**About this exercise**
From the first line of the data below through the line holding "sensor events |", write out each line exactly as it stands.

**Task data**
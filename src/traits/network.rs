//! Network abstraction traits for MQTT and the request/response channel.
//!
//! Both transports carry the same command paths (see [`crate::commands`]).
//!
//! # Traits
//!
//! | Trait | Purpose |
//! |-------|---------|
//! | [`MqttClient`] | Pub/sub messaging: inbound commands, sensor events |
//! | [`RequestServer`] | Polled HTTP-style request/response |
//!
//! # MQTT Topics
//!
//! ```text
//! lego/train/motor/pf/#                 - Motor commands (subscribed)
//! lego/train/switch/<id>                - Switch selector payload (subscribed)
//! lego/train/barrier/<id>               - Barrier selector payload (subscribed)
//! lego/train/signal/<id>/<light>        - Signal value payload (subscribed)
//! lego/train/position/<id>              - Sensor changes, "0"/"1" (published)
//! ```
//!
//! # HTTP API
//!
//! ```text
//! GET /lego/train/config                - {"isok":true,"lego":{...}}
//! GET /lego/train/switch/0/1            - {"isok":true}
//! ```

use alloc::string::String;
use alloc::vec::Vec;

// ============================================================================
// MQTT Client Trait (Sync-First Design)
// ============================================================================

/// MQTT client trait for pub/sub messaging.
///
/// Sync-first so it fits both blocking embedded stacks and a desktop client
/// running its event loop elsewhere.
///
/// # Implementation Notes
///
/// - `publish` and `subscribe` are synchronous (blocking on embedded)
/// - `try_recv` is non-blocking for polling patterns
/// - `reconnect` is called by the service runner whenever
///   `is_connected()` is false; subscriptions are redone afterwards
///
/// # Example
///
/// ```rust,ignore
/// use rs_trackside::traits::MqttClient;
///
/// fn report<M: MqttClient>(client: &mut M, sensor: u8, occupied: bool) {
///     let topic = format!("lego/train/position/{}", sensor);
///     let payload: &[u8] = if occupied { b"1" } else { b"0" };
///     client.publish(&topic, payload, false).unwrap();
/// }
/// ```
pub trait MqttClient {
    /// Error type for MQTT operations.
    type Error: core::fmt::Debug;

    /// Publish a message to a topic (blocking).
    ///
    /// # Arguments
    /// - `topic`: MQTT topic path
    /// - `payload`: Message bytes
    /// - `retain`: If true, broker keeps message for new subscribers
    fn publish(&mut self, topic: &str, payload: &[u8], retain: bool) -> Result<(), Self::Error>;

    /// Subscribe to a topic (blocking).
    ///
    /// Supports wildcards: `lego/train/motor/pf/#`
    fn subscribe(&mut self, topic: &str) -> Result<(), Self::Error>;

    /// Try to receive the next message (non-blocking).
    ///
    /// Returns `None` if no message is available. This should never block.
    fn try_recv(&mut self) -> Option<MqttMessage>;

    /// Check if connected to broker.
    fn is_connected(&self) -> bool;

    /// Attempt to re-establish the broker connection.
    fn reconnect(&mut self) -> Result<(), Self::Error>;
}

/// An MQTT message received from a subscription.
#[derive(Clone, Debug, PartialEq, Eq)]
pub struct MqttMessage {
    /// Topic the message was published to.
    pub topic: String,
    /// Message payload as raw bytes.
    pub payload: Vec<u8>,
}

impl MqttMessage {
    /// Create a new MQTT message.
    pub fn new(topic: impl Into<String>, payload: impl Into<Vec<u8>>) -> Self {
        Self {
            topic: topic.into(),
            payload: payload.into(),
        }
    }

    /// Returns the payload as a UTF-8 string, if valid.
    pub fn payload_str(&self) -> Option<&str> {
        core::str::from_utf8(&self.payload).ok()
    }

    /// The command path carried by this message: `topic + "/" + payload`.
    ///
    /// A non-UTF-8 payload is treated as empty.
    pub fn command_path(&self) -> String {
        let mut path = String::with_capacity(self.topic.len() + 1 + self.payload.len());
        path.push_str(&self.topic);
        path.push('/');
        path.push_str(self.payload_str().unwrap_or(""));
        path
    }
}

// ============================================================================
// Request Server Trait
// ============================================================================

/// Polled request/response server.
///
/// The cooperative control loop takes at most one request per tick and
/// answers it before doing anything else, so the trait is non-blocking.
///
/// Note: callback-based servers (such as the axum router in
/// `services::web`) call `HttpApiHandler` directly instead.
pub trait RequestServer {
    /// Error type for sending responses.
    type Error: core::fmt::Debug;

    /// Take the next pending request, if any. Never blocks.
    fn try_recv_request(&mut self) -> Option<HttpRequest>;

    /// Answer the request most recently returned by `try_recv_request`.
    fn send_response(&mut self, response: HttpResponse) -> Result<(), Self::Error>;
}

/// HTTP request methods.
#[derive(Clone, Copy, Debug, PartialEq, Eq)]
pub enum HttpMethod {
    /// HTTP GET request. The only method commands are served on.
    Get,
    /// HTTP POST request.
    Post,
    /// HTTP PUT request.
    Put,
    /// HTTP DELETE request.
    Delete,
}

/// An HTTP request received by the server.
#[derive(Clone, Debug)]
pub struct HttpRequest {
    /// HTTP method.
    pub method: HttpMethod,
    /// Request path (e.g., "/lego/train/config").
    pub path: String,
    /// Request body, if present.
    pub body: Option<Vec<u8>>,
}

impl HttpRequest {
    /// A GET request for `path`.
    pub fn get(path: impl Into<String>) -> Self {
        Self {
            method: HttpMethod::Get,
            path: path.into(),
            body: None,
        }
    }

    /// Returns the body as a UTF-8 string, if valid.
    pub fn body_str(&self) -> Option<&str> {
        self.body
            .as_ref()
            .and_then(|b| core::str::from_utf8(b).ok())
    }
}

/// An HTTP response to send to the client.
#[derive(Clone, Debug, PartialEq, Eq)]
pub struct HttpResponse {
    /// HTTP status code (e.g., 200, 404, 500).
    pub status: u16,
    /// Content-Type header value.
    pub content_type: &'static str,
    /// Response body as bytes.
    pub body: Vec<u8>,
}

impl HttpResponse {
    /// Creates a 200 OK response with JSON content.
    pub fn ok_json(body: &str) -> Self {
        Self {
            status: 200,
            content_type: "application/json",
            body: body.as_bytes().to_vec(),
        }
    }

    /// Creates an error response with the given status code.
    pub fn error(status: u16, message: &str) -> Self {
        Self {
            status,
            content_type: "application/json",
            body: alloc::format!(r#"{{"error":"{}"}}"#, message).into_bytes(),
        }
    }

    /// Creates a 405 Method Not Allowed response.
    pub fn method_not_allowed() -> Self {
        Self::error(405, "method not allowed")
    }

    /// Returns the body as a UTF-8 string, if valid.
    pub fn body_str(&self) -> Option<&str> {
        core::str::from_utf8(&self.body).ok()
    }
}
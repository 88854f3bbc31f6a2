//! Tool system for Claude API tool_use
//!
//! This module provides the tool system for executing tools
//! requested by the model.

pub mod definition;
pub mod manager;
pub mod traits;

pub use definition::SchemaBuilder;
pub use manager::ToolManager;
pub use traits::{Tool, ToolResult};
//! Tool trait definition
//!
//! Defines the core trait for implementing tools that can be
//! executed by Claude API tool_use.

use async_trait::async_trait;
use serde_json::Value as JsonValue;

use crate::Result;

/// Tool execution result
#[derive(Debug, Clone)]
pub struct ToolResult {
    /// Output string from tool execution
    pub output: String,
    /// Whether the execution resulted in an error
    pub is_error: bool,
}

impl ToolResult {
    /// Create a successful tool result
    pub fn success(output: impl Into<String>) -> Self {
        Self {
            output: output.into(),
            is_error: false,
        }
    }

    /// Create an error tool result
    pub fn error(output: impl Into<String>) -> Self {
        Self {
            output: output.into(),
            is_error: true,
        }
    }
}

/// Tool trait for Claude API tool_use
///
/// Implement this trait to create custom tools that can be
/// executed when the model requests them via tool_use.
#[async_trait]
pub trait Tool: Send + Sync {
    /// Get the tool name (used in Claude API tool definitions)
    fn name(&self) -> &str;

    /// Get the tool description (shown to the model when selecting tools)
    fn description(&self) -> &str;

    /// Get the JSON schema for the tool's input parameters
    fn input_schema(&self) -> JsonValue;

    /// Execute the tool with the given input
    ///
    /// # Arguments
    /// * `input` - JSON value containing the tool input parameters
    ///
    /// # Returns
    /// A `ToolResult` containing the output or error message
    async fn execute(&self, input: JsonValue) -> Result<ToolResult>;
}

**Exercise answer**
filename src/traits/network.rs
//! Network abstraction traits for MQTT and the request/response channel.
//!
//! Both transports carry the same command paths (see [`crate::commands`]).
//!
//! # Traits
//!
//! | Trait | Purpose |
//! |-------|---------|
//! | [`MqttClient`] | Pub/sub messaging: inbound commands, sensor events |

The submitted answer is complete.